If I ruled the world: Garry Kasparov

We need alternative energy, a global Magna Carta and a base on Mars
January 25, 2012

My first step as ruler of the world would be to announce a timetable to elect my replacement. Even in a thought experiment we should acknowledge realities, and no system of government can be effective for long when it is not responsive to the people. This is not merely about power corrupting, or that even a benevolent dictator will fail to fulfil the needs of his subjects. An authoritarian regime may competently fulfil its initial promise, or resolve an existing crisis, but without the feedback loop of democracy, moral and intellectual stagnation are inevitable.

Democracies are not immune to this societal hardening of the arteries either. The current global malaise and the financial crisis that precipitated it are the result of decades of rising complacency in the west. But the intervention of a powerful government is more likely to exacerbate such problems than to bring meaningful solutions. The free market is what works—and having the state help it is usually a contradiction in terms. Indeed, my last act as ruler would be to dissolve many of the institutions under my control, along with my office.

Of course, I would not have accepted this position without indulging a few of my whims, too.

In fairytales, the one wish that cannot be granted is usually true love, and my powers are similarly inadequate. This is a shame, as my dream is to rekindle the love of exploration and achievement that carried humanity from the Renaissance to the Moon landing. From the peak of their influence in the 1970s, the values of sacrifice, risk, investment and excellence have been steadily supplanted by the values of gratification, security, credit and equality. Instead of building the future, we are in a desperate struggle to preserve the status quo.

To kick-start the return to innovation, I would curtail the use of fossil fuels and launch a trillion-dollar initiative for alternative energies. This is not the defeatist, turn-back-the-clock vision of the Kyoto protocol and its ilk. The world needs ever more energy. Instead of working on better nuclear technologies, many nations, including Germany and Japan, renounced nuclear power after the Fukushima disaster. They have learned exactly the wrong lesson from a catastrophe at a 40-year-old plant. We stopped innovating, stopped improving, and we have paid the price.

Part of the new research would go towards a massive new space programme. Bases on Mars and the Moon would create a new frontier to inspire the dreams of humanity—just as important as the countless scientific advances it would bring. Critics might say we need to worry about today, and spend our money on present earthly concerns. But by thinking only of current hardships, we betray the future and guarantee greater suffering. Plus, as ruler of the world I would be able to make sure my critics were on that first mission to Mars.
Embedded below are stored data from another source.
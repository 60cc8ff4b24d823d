//! Sources of clipboard text for the bridge.
use std::sync::{
    atomic::{AtomicUsize, Ordering},
    Arc,
};

use async_trait::async_trait;
use log::{debug, error, trace};
use shell_words::split;
use tokio::{process::Command, sync::Mutex};
use which::which;

use crate::{Result, StorimpError};

/// Environment variable naming the clipboard read command
pub const CLIPBOARD_COMMAND_ENV: &str = "STORIMP_CLIPBOARD_CMD";

/// Something that can read the current clipboard text.
#[async_trait]
pub trait ClipboardSource: Send + Sync {
    async fn read_text(&self) -> Result<String>;
}

/// Clipboard kept in memory. Clones share the same contents.
#[derive(Debug, Clone)]
pub struct MemoryClipboard {
    contents: Arc<Mutex<std::result::Result<String, String>>>,
    reads: Arc<AtomicUsize>,
}

impl MemoryClipboard {
    pub fn new() -> Self {
        Self {
            contents: Arc::new(Mutex::new(Ok(String::new()))),
            reads: Arc::new(AtomicUsize::new(0)),
        }
    }

    pub fn with_text(text: impl Into<String>) -> Self {
        Self {
            contents: Arc::new(Mutex::new(Ok(text.into()))),
            reads: Arc::new(AtomicUsize::new(0)),
        }
    }

    pub async fn set_text(&self, text: impl Into<String>) {
        *self.contents.lock().await = Ok(text.into());
    }

    /// Makes subsequent reads fail with `message`
    pub async fn fail_with(&self, message: impl Into<String>) {
        *self.contents.lock().await = Err(message.into());
    }

    /// How many times the clipboard was read
    pub fn reads(&self) -> usize {
        self.reads.load(Ordering::SeqCst)
    }
}

impl Default for MemoryClipboard {
    fn default() -> Self {
        Self::new()
    }
}

#[async_trait]
impl ClipboardSource for MemoryClipboard {
    async fn read_text(&self) -> Result<String> {
        self.reads.fetch_add(1, Ordering::SeqCst);
        self.contents
            .lock()
            .await
            .clone()
            .map_err(|message| StorimpError::Clipboard { message })
    }
}

/// Reads the clipboard by running an external command and taking its stdout.
#[derive(Debug, Clone)]
pub struct CommandClipboard {
    program: String,
    args: Vec<String>,
}

impl CommandClipboard {
    /// Parses a shell-like command line such as `xclip -selection clipboard -o`.
    pub fn new(command: &str) -> Result<Self> {
        let mut parts = split(command).map_err(|e| StorimpError::ConfigError {
            message: format!("Failed to parse clipboard command '{}': {}", command, e),
        })?;

        if parts.is_empty() {
            return Err(StorimpError::ConfigError {
                message: "Empty clipboard command".to_string(),
            });
        }

        let program = parts.remove(0);
        Ok(Self {
            program,
            args: parts,
        })
    }

    /// Picks a clipboard command: the configured one, then the environment,
    /// then the first platform tool found on the PATH.
    pub fn detect(configured: Option<&str>) -> Result<Self> {
        if let Some(command) = configured {
            return Self::new(command);
        }

        if let Ok(command) = std::env::var(CLIPBOARD_COMMAND_ENV) {
            if !command.trim().is_empty() {
                return Self::new(&command);
            }
        }

        let candidates: &[&str] = if cfg!(windows) {
            &["powershell -noprofile -command Get-Clipboard"]
        } else if cfg!(target_os = "macos") {
            &["pbpaste"]
        } else {
            &[
                "wl-paste --no-newline",
                "xclip -selection clipboard -o",
                "xsel --clipboard --output",
            ]
        };

        for candidate in candidates {
            let program = candidate.split_whitespace().next().unwrap_or_default();
            if which(program).is_ok() {
                debug!("Using clipboard command: {}", candidate);
                return Self::new(candidate);
            }
        }

        Err(StorimpError::ConfigError {
            message: format!(
                "No clipboard command found; set clipboard_command or {}",
                CLIPBOARD_COMMAND_ENV
            ),
        })
    }

    pub fn program(&self) -> &str {
        &self.program
    }

    pub fn args(&self) -> &[String] {
        &self.args
    }
}

#[async_trait]
impl ClipboardSource for CommandClipboard {
    async fn read_text(&self) -> Result<String> {
        trace!("Running clipboard command: {} {:?}", self.program, self.args);
        let output = Command::new(&self.program)
            .args(&self.args)
            .output()
            .await
            .map_err(|e| {
                error!("Failed to run clipboard command {}: {}", self.program, e);
                StorimpError::Clipboard {
                    message: format!("Failed to run {}: {}", self.program, e),
                }
            })?;

        if !output.status.success() {
            let stderr = String::from_utf8_lossy(&output.stderr);
            return Err(StorimpError::Clipboard {
                message: format!(
                    "{} exited with {}: {}",
                    self.program,
                    output.status,
                    stderr.trim()
                ),
            });
        }

        Ok(String::from_utf8_lossy(&output.stdout).into_owned())
    }
}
My emphasis on real engineering would be matched by a disdain for the financial engineering that has become so devastatingly prominent. The rules of the free market have been rigged by bankers and politicians. Stock investing used to be about quality companies being rewarded by investors; today, companies follow the market. I am against over-regulation, however, so cleaning out the world’s financial stables requires creative thinking.

First, no one with a degree would be allowed to work in the City, Wall Street, or anywhere else in the financial industry. If something is too complicated for arithmetic and basic algebra, it is likely unnecessary, and eventually destructive. Our top minds are needed in physics, neuroscience, and computing, not finance. Next, companies would receive tax breaks in proportion to how much they spend on research and development and in inverse proportion to how much they spend on lawyers—this will distinguish who is innovating from who is just trying to protect the status quo.

On the political front, and assuming the world returns to something like its current form after my reign ends, I would implement a global Magna Carta to bind the world’s democracies together in the face of dictatorship and terror. The United Nations lends itself to mockery when the likes of Cuba and Syria sit on its Human Rights Council. The world’s democracies would unite on a foundation of human rights—and the nations who failed to meet these standards would be pariahs.

With those humble goals achieved, I could step down and return to the more difficult tasks of making chess a part of school curricula around the world and getting my daughter to eat her broccoli.